» **Requirement**:
The word "start" may appear in some of the lines below. State how many lines contain it, and write only that number.

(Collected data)
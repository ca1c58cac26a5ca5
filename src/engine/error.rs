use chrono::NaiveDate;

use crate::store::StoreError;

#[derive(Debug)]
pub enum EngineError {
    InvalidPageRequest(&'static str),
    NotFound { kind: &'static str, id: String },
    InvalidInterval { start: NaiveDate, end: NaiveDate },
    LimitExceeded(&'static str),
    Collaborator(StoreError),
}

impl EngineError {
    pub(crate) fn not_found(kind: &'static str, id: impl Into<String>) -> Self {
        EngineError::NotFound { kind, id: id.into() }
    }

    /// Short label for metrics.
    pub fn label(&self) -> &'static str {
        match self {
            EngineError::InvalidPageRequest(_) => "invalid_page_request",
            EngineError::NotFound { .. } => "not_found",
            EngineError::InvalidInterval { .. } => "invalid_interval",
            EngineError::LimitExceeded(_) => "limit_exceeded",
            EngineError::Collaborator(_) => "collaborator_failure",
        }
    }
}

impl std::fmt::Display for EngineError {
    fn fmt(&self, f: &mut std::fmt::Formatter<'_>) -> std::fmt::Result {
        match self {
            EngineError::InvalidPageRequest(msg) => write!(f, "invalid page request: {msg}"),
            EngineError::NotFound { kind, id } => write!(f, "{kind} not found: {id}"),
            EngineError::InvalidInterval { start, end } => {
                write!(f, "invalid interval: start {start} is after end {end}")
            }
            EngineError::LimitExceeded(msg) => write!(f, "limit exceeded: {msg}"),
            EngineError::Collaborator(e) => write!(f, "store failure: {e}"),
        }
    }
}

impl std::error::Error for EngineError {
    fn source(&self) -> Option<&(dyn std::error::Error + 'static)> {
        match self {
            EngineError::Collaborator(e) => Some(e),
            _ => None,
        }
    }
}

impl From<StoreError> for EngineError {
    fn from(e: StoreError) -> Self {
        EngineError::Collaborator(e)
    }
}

» **Result below**:
3